- Henri Huet
- Born: Henri Huet April 4, 1927 Da Lat, French Indochina
- Died: February 10, 1971 (aged 43) Savannakhet Province, Laos
- Occupation: Combat photographer

= Henri Huet =

French war photographer (1927–1971)

Henri Huet (4 April 1927 – 10 February 1971) was a French war photographer, noted for his work covering the Vietnam War for the Associated Press (AP).

== Early life ==
Henri Huet was born in Da Lat, French Indochina, the son of a Breton engineer and Vietnamese mother. At age five he was sent to France, where he was educated at Saint-Malo in Brittany and studied at the art school in Rennes, beginning his adult career as a painter. Huet later joined the French Navy and received training in photography, returning to French Indochina in 1949 as a combat photographer in the First Indochina War. After discharge from the navy when the war ended in 1954, Huet remained in South Vietnam as a civilian photographer working for the French and U.S. governments. While employed by the United States Operation Mission (USOM) photo lab (1955–1960), he enjoyed the mentorship of lab director, Charles E. (Gene) Thomas, who himself had been a combat photographer in World War II. Several of Huet's photos reflect the influence of Thomas's work. He went on to work for United Press International (UPI), later transferring to the Associated Press (AP) in 1965, covering the Vietnam War.

== Photographic career ==
Huet's photographs of the war were influential in moulding American public opinion. One of his most memorable series of photographs featured Pfc Thomas Cole, a young medic of the 1st Cavalry Division, tending fellow soldiers despite his own wounds. The series of twelve photographs was published in the 11 February 1966 edition of Life magazine, with one of the haunting images featuring on the cover. In 1967 the Overseas Press Club awarded Huet the Robert Capa Gold Medal for the "best published photographic reporting from abroad, requiring exceptional courage and enterprise".

== Death ==
On February 10, 1971, during South Vietnam's invasion of southern Laos, known as Operation Lam Son 719, Huet and three other photojournalists joined the operation commander, Lt Gen Hoàng Xuân Lãm, on a helicopter inspection tour of the battlefront. The pilots of the Republic of Vietnam Air Force UH-1 Huey carrying the photojournalists lost their way and flew into the most heavily defended area of the Ho Chi Minh trail, where Huet's chopper and a second one were shot down by hidden North Vietnamese 37mm anti-aircraft guns, killing all eleven on the photographers' aircraft and four on the other. Huet was 43.

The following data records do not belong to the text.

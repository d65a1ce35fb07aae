//! Field Planning
//!
//! Turns an intent (server schema or user template) into the ordered list of
//! controls the field area renders, then wires "Other" companions to their
//! base selects in a second pass.

use crate::catalog::IntentCatalog;
use crate::model::{humanize, EnumOption, FieldType, Intent};

/// Field that pre-fills from the global defaults
pub const SHIP_ADDRESS_KEY: &str = "shipAddress";

/// Field rendered with the parts sub-editor
pub const PARTS_KEY: &str = "parts";

#[derive(Debug, Clone, PartialEq, Eq)]
pub struct SelectOption {
    pub value: String,
    pub label: String,
}

impl From<&EnumOption> for SelectOption {
    fn from(option: &EnumOption) -> Self {
        let label = option
            .label
            .clone()
            .filter(|l| !l.trim().is_empty())
            .unwrap_or_else(|| humanize(&option.value));
        Self { value: option.value.clone(), label }
    }
}

#[derive(Debug, Clone, PartialEq, Eq)]
pub enum Control {
    Date,
    MultiLine,
    Select(Vec<SelectOption>),
    Text,
    Parts,
}

#[derive(Debug, Clone, PartialEq, Eq)]
pub struct FieldSpec {
    pub key: String,
    pub label: String,
    pub control: Control,
    /// Declared required; wired companions are only required while shown
    pub required: bool,
    pub placeholder: Option<String>,
}

/// A `<base>Other` companion bound to its base select
#[derive(Debug, Clone, PartialEq, Eq)]
pub struct OtherDependency {
    pub base: String,
    pub companion: String,
}

#[derive(Debug, Clone, Default, PartialEq, Eq)]
pub struct FieldPlan {
    pub intent: String,
    pub fields: Vec<FieldSpec>,
    pub dependencies: Vec<OtherDependency>,
}

impl FieldPlan {
    pub fn field(&self, key: &str) -> Option<&FieldSpec> {
        self.fields.iter().find(|f| f.key == key)
    }

    pub fn dependency_for(&self, companion: &str) -> Option<&OtherDependency> {
        self.dependencies.iter().find(|d| d.companion == companion)
    }

    pub fn companions_of<'a>(&'a self, base: &'a str) -> impl Iterator<Item = &'a OtherDependency> + 'a {
        self.dependencies.iter().filter(move |d| d.base == base)
    }

    /// Options of a select field, empty for other controls
    pub fn options(&self, key: &str) -> &[SelectOption] {
        match self.field(key).map(|f| &f.control) {
            Some(Control::Select(options)) => options,
            _ => &[],
        }
    }

    pub fn has_parts(&self) -> bool {
        self.fields.iter().any(|f| f.control == Control::Parts)
    }
}

/// Base key of an "Other" companion: `carrierOther` / `carrier_other` → `carrier`
pub fn other_base(key: &str) -> Option<&str> {
    key.strip_suffix("Other")
        .or_else(|| key.strip_suffix("_other"))
        .filter(|base| !base.is_empty())
}

/// Whether a value or label means "other".
///
/// Case-insensitive, parenthetical notes stripped: `Other (please specify)`.
pub fn is_other(text: &str) -> bool {
    let mut stripped = String::with_capacity(text.len());
    let mut depth = 0usize;
    for c in text.chars() {
        match c {
            '(' => depth += 1,
            ')' => depth = depth.saturating_sub(1),
            _ if depth == 0 => stripped.push(c),
            _ => {}
        }
    }
    stripped.trim().eq_ignore_ascii_case("other")
}

/// Choose the control for one field
pub fn control_for(key: &str, field_type: &FieldType, options: &[EnumOption]) -> Control {
    match field_type {
        FieldType::Date => Control::Date,
        FieldType::LongText => Control::MultiLine,
        _ if !options.is_empty() => Control::Select(options.iter().map(SelectOption::from).collect()),
        FieldType::Parts => Control::Parts,
        _ if key == PARTS_KEY => Control::Parts,
        _ => Control::Text,
    }
}

/// Whether `key` is declared and rendered as a select for this intent
pub fn renders_as_select(intent: &Intent, key: &str) -> bool {
    intent.declares(key)
        && matches!(control_for(key, &intent.field_type(key), intent.options(key)), Control::Select(_))
}

/// Plan the field area for an intent id; `None` clears it.
///
/// Unknown non-local intents also yield `None`.
pub fn plan_fields(catalog: &IntentCatalog, intent_id: Option<&str>) -> Option<FieldPlan> {
    let id = intent_id?;
    if catalog.is_local(id) {
        let template = catalog.template(id)?;
        return Some(plan_for_intent(&template.to_intent()));
    }
    match catalog.get(id) {
        Some(intent) => Some(plan_for_intent(intent)),
        None => {
            log::debug!("no schema for intent {}", id);
            None
        }
    }
}

pub fn plan_for_intent(intent: &Intent) -> FieldPlan {
    // phase 1: every control, in declared order
    let fields: Vec<FieldSpec> = intent
        .field_keys()
        .into_iter()
        .map(|key| FieldSpec {
            key: key.to_string(),
            label: humanize(key),
            control: control_for(key, &intent.field_type(key), intent.options(key)),
            required: intent.required.iter().any(|r| r == key),
            placeholder: intent.hints.get(key).cloned(),
        })
        .collect();

    // phase 2: cross-field wiring, independent of render order
    let dependencies = wire_dependencies(&fields);

    FieldPlan { intent: intent.name.clone(), fields, dependencies }
}

pub fn wire_dependencies(fields: &[FieldSpec]) -> Vec<OtherDependency> {
    fields
        .iter()
        .filter_map(|field| {
            let base = other_base(&field.key)?;
            let base_field = fields.iter().find(|f| f.key == base)?;
            matches!(base_field.control, Control::Select(_)).then(|| OtherDependency {
                base: base.to_string(),
                companion: field.key.clone(),
            })
        })
        .collect()
}

#[cfg(test)]
mod tests {
    use super::*;
    use crate::model::{IntentSummary, SchemaEntry, SchemaMap};
    use std::collections::BTreeMap;

    fn shipping_intent() -> Intent {
        let mut field_types = BTreeMap::new();
        field_types.insert("eta".to_string(), FieldType::Date);
        field_types.insert("notes".to_string(), FieldType::LongText);
        let mut enums = BTreeMap::new();
        enums.insert(
            "carrier".to_string(),
            vec![
                EnumOption::plain("fedex"),
                EnumOption::labeled("ups", "UPS"),
                EnumOption::labeled("x", "Other (please specify)"),
            ],
        );
        Intent {
            name: "shipping_update".into(),
            label: "Shipping Update".into(),
            // companion listed before its base
            required: vec!["carrierOther".into(), "carrier".into(), "eta".into()],
            optional: vec!["notes".into(), "trackingNumber".into()],
            field_types,
            enums,
            ..Default::default()
        }
    }

    #[test]
    fn test_one_control_per_key_in_order() {
        let plan = plan_for_intent(&shipping_intent());
        let keys: Vec<&str> = plan.fields.iter().map(|f| f.key.as_str()).collect();
        assert_eq!(keys, vec!["carrierOther", "carrier", "eta", "notes", "trackingNumber"]);

        assert_eq!(plan.field("eta").unwrap().control, Control::Date);
        assert_eq!(plan.field("notes").unwrap().control, Control::MultiLine);
        assert_eq!(plan.field("trackingNumber").unwrap().control, Control::Text);
        assert!(plan.field("carrier").unwrap().required);
        assert!(!plan.field("notes").unwrap().required);
    }

    #[test]
    fn test_select_uses_exact_options_and_labels() {
        let plan = plan_for_intent(&shipping_intent());
        let options = plan.options("carrier");
        assert_eq!(options.len(), 3);
        assert_eq!(options[0], SelectOption { value: "fedex".into(), label: "Fedex".into() });
        assert_eq!(options[1].label, "UPS");
        assert_eq!(options[2].value, "x");
    }

    #[test]
    fn test_dependencies_wired_regardless_of_order() {
        let plan = plan_for_intent(&shipping_intent());
        assert_eq!(
            plan.dependencies,
            vec![OtherDependency { base: "carrier".into(), companion: "carrierOther".into() }]
        );
    }

    #[test]
    fn test_companion_without_select_base_is_plain() {
        let intent = Intent {
            name: "n".into(),
            required: vec!["reason".into(), "reason_other".into(), "colorOther".into()],
            ..Default::default()
        };
        let plan = plan_for_intent(&intent);
        assert!(plan.dependencies.is_empty());
        assert_eq!(plan.field("colorOther").unwrap().control, Control::Text);
    }

    #[test]
    fn test_is_other_and_other_base() {
        assert!(is_other("other"));
        assert!(is_other(" Other (please specify) "));
        assert!(is_other("OTHER"));
        assert!(!is_other("others"));
        assert!(!is_other("fedex"));
        assert_eq!(other_base("carrierOther"), Some("carrier"));
        assert_eq!(other_base("carrier_other"), Some("carrier"));
        assert_eq!(other_base("Other"), None);
        assert_eq!(other_base("carrier"), None);
    }

    #[test]
    fn test_parts_control() {
        let intent = Intent {
            name: "rma".into(),
            required: vec!["parts".into(), "kit".into()],
            field_types: [("kit".to_string(), FieldType::Parts)].into_iter().collect(),
            ..Default::default()
        };
        let plan = plan_for_intent(&intent);
        assert_eq!(plan.field("parts").unwrap().control, Control::Parts);
        assert_eq!(plan.field("kit").unwrap().control, Control::Parts);
        assert!(plan.has_parts());
    }

    #[test]
    fn test_plan_fields_lookup() {
        let mut schema = SchemaMap::new();
        schema.insert("apology".into(), SchemaEntry { required: vec!["name".into()], ..Default::default() });
        let catalog = IntentCatalog::from_server(
            schema,
            vec![IntentSummary { id: "apology".into(), label: None, industry: None, description: None }],
        );

        assert!(plan_fields(&catalog, None).is_none());
        assert!(plan_fields(&catalog, Some("missing")).is_none());
        assert!(plan_fields(&catalog, Some("u:missing")).is_none());
        let plan = plan_fields(&catalog, Some("apology")).unwrap();
        assert_eq!(plan.intent, "apology");
        assert_eq!(plan.fields.len(), 1);
    }
}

Huet's fellow photographers were Larry Burrows of Life magazine, Kent Potter of UPI, and Keizaburo Shimamoto of Newsweek. The crash site was rediscovered in 1996 and, two years later, a second search team from the Joint Task Force Full Accounting (JTFFA), the Pentagon unit responsible for recovering MIA remains in Indochina and elsewhere, excavated the mountainside. They discovered aircraft parts, camera pieces, 35mm film, along with traces of human remains, which proved too scant for laboratory identification.

In late 2002, the search unit, renamed the Joint POW/MIA Accounting Command (JPAC), declared the case closed on grounds of circumstantial group identification. After bureaucratic complications blocked efforts to bury the group remains on official ground, the Newseum in Washington, D.C. agreed to accept them and arranged in 2006 for their acquisition from JPAC. The ceremony on April 3, 2008, which preceded the Newseum's own official opening by a week, was attended by more than 100 guests including relatives of Huet, Burrows and Potter, and many former Vietnam War colleagues.

Speakers included Richard Pyle, Saigon bureau chief of the AP at the time of the crash, and Horst Faas, former AP Saigon photo chief. Pyle and Faas were co-authors of Lost Over Laos: A True Story of Tragedy, Mystery, and Friendship, published by Da Capo Press in 2003 and re-released in paperback in 2004, which recounts the personal stories of the four photographers, the events leading to their deaths, and how Pyle helped the JTFFA locate the crash site. Speakers in addition to Pyle and Faas included Newseum president Peter Prichard and AP president Tom Curley, and Burrows' son Russell spoke for the families.

A second book about Huet, titled Henri Huet: J'etais photographe de guerre au Vietnam, was published in Paris in 2006, authored by Helene Gedouin, a senior editor at Hachette Livre publishers of Paris, and Faas, with contributions from Pyle and other former Vietnam colleagues. The story of the shootdown also was told in Requiem, by the Photographers who died in Vietnam and Indochina, edited by Faas and Tim Page, and published by Random House, New York, in 1997.

Among his colleagues covering the war, Huet was respected for his dedication, bravery and skill in the field, and known for his sense of humor and kindness. Dirck Halstead, the Photo Chief of United Press International in 1965, remarked that he "always had a smile on his face".